> **Problem requirements**: Please show all lines of the records that include "MonthBucket".

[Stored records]
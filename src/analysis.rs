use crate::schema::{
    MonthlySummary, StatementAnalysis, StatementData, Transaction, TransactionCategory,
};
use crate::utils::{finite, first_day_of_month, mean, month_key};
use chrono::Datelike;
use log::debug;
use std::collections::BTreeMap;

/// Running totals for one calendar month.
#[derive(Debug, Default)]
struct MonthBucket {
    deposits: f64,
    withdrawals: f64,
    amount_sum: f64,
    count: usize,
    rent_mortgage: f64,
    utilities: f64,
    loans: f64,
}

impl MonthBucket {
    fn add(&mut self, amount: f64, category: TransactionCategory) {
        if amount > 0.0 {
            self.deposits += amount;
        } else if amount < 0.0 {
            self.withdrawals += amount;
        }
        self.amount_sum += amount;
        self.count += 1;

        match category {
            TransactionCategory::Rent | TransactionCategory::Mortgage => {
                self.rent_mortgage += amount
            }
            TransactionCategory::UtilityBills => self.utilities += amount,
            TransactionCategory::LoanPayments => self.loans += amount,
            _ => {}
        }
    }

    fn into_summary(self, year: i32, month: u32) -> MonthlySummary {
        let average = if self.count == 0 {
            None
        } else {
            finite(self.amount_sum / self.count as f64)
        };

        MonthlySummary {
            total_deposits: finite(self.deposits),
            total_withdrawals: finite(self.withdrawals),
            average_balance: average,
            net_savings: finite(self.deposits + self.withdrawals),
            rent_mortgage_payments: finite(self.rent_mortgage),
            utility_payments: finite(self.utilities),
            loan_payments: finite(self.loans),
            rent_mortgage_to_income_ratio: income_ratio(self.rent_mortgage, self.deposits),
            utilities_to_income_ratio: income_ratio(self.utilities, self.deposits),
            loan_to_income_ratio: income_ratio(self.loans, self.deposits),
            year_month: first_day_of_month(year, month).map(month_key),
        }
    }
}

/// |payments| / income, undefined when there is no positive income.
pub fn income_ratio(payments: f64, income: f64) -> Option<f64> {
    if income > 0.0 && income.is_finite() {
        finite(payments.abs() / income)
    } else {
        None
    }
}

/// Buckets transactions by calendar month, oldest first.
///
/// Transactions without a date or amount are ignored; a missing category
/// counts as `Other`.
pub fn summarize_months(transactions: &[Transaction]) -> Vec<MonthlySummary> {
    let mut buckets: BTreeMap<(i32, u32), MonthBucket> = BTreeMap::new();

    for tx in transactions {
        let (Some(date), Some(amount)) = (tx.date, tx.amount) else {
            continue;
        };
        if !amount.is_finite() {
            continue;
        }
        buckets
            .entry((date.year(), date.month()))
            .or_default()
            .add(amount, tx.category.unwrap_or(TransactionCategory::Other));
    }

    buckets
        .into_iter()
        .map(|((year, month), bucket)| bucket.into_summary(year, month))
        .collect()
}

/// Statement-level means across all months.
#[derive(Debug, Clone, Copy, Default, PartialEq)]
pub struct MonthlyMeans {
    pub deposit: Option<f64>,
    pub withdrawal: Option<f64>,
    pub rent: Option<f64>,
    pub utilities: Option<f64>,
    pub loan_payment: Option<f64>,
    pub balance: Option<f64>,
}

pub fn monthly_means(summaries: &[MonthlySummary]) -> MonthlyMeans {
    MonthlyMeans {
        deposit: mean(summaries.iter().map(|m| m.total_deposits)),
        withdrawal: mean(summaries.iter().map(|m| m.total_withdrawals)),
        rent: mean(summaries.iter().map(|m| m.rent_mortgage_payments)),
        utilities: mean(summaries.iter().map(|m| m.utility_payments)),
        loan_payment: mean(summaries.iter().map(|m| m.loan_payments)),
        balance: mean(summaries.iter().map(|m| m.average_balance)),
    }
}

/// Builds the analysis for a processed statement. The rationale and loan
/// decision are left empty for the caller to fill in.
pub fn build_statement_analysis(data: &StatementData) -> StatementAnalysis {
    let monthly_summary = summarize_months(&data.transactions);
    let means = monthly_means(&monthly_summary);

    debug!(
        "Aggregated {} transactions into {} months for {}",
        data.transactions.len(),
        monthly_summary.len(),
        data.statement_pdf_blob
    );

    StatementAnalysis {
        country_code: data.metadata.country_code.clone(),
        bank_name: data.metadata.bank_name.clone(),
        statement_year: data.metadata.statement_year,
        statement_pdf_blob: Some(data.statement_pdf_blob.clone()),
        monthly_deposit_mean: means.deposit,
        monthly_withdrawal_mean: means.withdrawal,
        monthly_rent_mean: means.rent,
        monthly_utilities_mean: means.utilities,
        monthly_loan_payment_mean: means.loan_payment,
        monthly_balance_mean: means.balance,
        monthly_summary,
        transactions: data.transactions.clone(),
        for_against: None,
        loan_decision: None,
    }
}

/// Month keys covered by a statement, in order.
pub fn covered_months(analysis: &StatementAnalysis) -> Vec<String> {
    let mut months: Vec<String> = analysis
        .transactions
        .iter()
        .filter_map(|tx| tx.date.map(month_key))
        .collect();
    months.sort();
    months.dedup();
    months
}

--

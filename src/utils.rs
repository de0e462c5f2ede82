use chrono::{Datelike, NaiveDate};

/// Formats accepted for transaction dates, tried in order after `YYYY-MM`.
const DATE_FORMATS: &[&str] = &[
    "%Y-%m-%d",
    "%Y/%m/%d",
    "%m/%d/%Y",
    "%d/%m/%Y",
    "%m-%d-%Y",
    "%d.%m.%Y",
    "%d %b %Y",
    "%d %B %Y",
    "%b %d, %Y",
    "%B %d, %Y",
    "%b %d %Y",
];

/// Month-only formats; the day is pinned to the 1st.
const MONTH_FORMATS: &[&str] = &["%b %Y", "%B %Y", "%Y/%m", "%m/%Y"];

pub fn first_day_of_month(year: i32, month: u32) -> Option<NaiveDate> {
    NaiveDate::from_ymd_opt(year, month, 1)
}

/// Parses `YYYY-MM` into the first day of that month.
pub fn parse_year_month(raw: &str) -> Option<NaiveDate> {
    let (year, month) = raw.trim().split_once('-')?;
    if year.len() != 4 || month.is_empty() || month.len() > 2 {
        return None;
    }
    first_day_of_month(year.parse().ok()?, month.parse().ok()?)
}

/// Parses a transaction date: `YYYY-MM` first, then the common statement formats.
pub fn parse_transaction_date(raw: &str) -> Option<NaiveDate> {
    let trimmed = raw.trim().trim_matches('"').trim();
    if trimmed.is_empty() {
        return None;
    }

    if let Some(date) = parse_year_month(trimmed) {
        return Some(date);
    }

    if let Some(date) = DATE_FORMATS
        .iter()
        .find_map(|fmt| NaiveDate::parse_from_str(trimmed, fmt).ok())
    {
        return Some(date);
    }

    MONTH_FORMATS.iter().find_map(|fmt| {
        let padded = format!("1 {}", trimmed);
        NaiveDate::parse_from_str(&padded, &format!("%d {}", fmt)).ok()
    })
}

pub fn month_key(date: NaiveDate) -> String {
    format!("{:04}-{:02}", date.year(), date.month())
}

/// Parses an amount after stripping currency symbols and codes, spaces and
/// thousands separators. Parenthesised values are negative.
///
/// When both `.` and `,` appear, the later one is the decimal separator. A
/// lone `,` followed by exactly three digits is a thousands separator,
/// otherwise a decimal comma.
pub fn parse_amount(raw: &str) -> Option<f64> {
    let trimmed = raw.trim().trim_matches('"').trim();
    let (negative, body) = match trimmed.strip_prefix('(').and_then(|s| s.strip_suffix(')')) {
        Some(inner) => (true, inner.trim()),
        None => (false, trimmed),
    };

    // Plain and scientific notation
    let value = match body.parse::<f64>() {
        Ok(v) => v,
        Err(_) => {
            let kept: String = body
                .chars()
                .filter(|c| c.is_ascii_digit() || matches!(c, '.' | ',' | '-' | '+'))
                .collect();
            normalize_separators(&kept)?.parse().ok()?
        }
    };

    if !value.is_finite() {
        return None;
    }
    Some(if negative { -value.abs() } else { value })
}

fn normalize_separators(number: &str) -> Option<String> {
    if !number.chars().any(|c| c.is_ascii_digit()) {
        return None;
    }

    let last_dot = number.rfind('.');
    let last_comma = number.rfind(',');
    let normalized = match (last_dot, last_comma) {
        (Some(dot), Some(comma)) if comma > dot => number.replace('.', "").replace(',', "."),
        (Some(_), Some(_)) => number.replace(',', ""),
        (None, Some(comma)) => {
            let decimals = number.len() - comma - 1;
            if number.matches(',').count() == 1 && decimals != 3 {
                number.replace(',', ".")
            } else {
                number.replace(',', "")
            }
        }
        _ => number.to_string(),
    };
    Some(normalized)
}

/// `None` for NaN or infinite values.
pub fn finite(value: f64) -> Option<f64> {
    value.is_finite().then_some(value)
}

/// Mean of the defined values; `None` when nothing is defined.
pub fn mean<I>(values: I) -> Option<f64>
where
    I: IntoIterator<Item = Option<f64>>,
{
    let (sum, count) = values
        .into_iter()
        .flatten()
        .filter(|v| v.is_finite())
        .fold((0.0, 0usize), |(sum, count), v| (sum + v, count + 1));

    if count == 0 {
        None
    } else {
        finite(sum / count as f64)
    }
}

* * *

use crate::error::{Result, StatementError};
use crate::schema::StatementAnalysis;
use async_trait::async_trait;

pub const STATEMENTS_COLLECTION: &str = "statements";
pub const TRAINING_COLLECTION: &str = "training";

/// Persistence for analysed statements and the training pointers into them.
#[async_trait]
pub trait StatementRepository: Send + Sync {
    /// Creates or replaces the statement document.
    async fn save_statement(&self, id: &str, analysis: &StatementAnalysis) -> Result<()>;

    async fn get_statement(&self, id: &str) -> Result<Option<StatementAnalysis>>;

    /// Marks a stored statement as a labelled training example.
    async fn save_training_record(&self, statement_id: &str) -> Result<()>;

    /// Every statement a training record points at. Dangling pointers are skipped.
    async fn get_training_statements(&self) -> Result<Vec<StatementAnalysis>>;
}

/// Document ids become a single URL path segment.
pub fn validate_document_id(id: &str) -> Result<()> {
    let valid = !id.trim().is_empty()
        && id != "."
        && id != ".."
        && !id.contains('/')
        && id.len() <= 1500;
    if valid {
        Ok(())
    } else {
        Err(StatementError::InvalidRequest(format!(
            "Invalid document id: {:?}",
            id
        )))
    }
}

> **Solution for this problem**:
struct MonthBucket {
impl MonthBucket {
    let mut buckets: BTreeMap<(i32, u32), MonthBucket> = BTreeMap::new();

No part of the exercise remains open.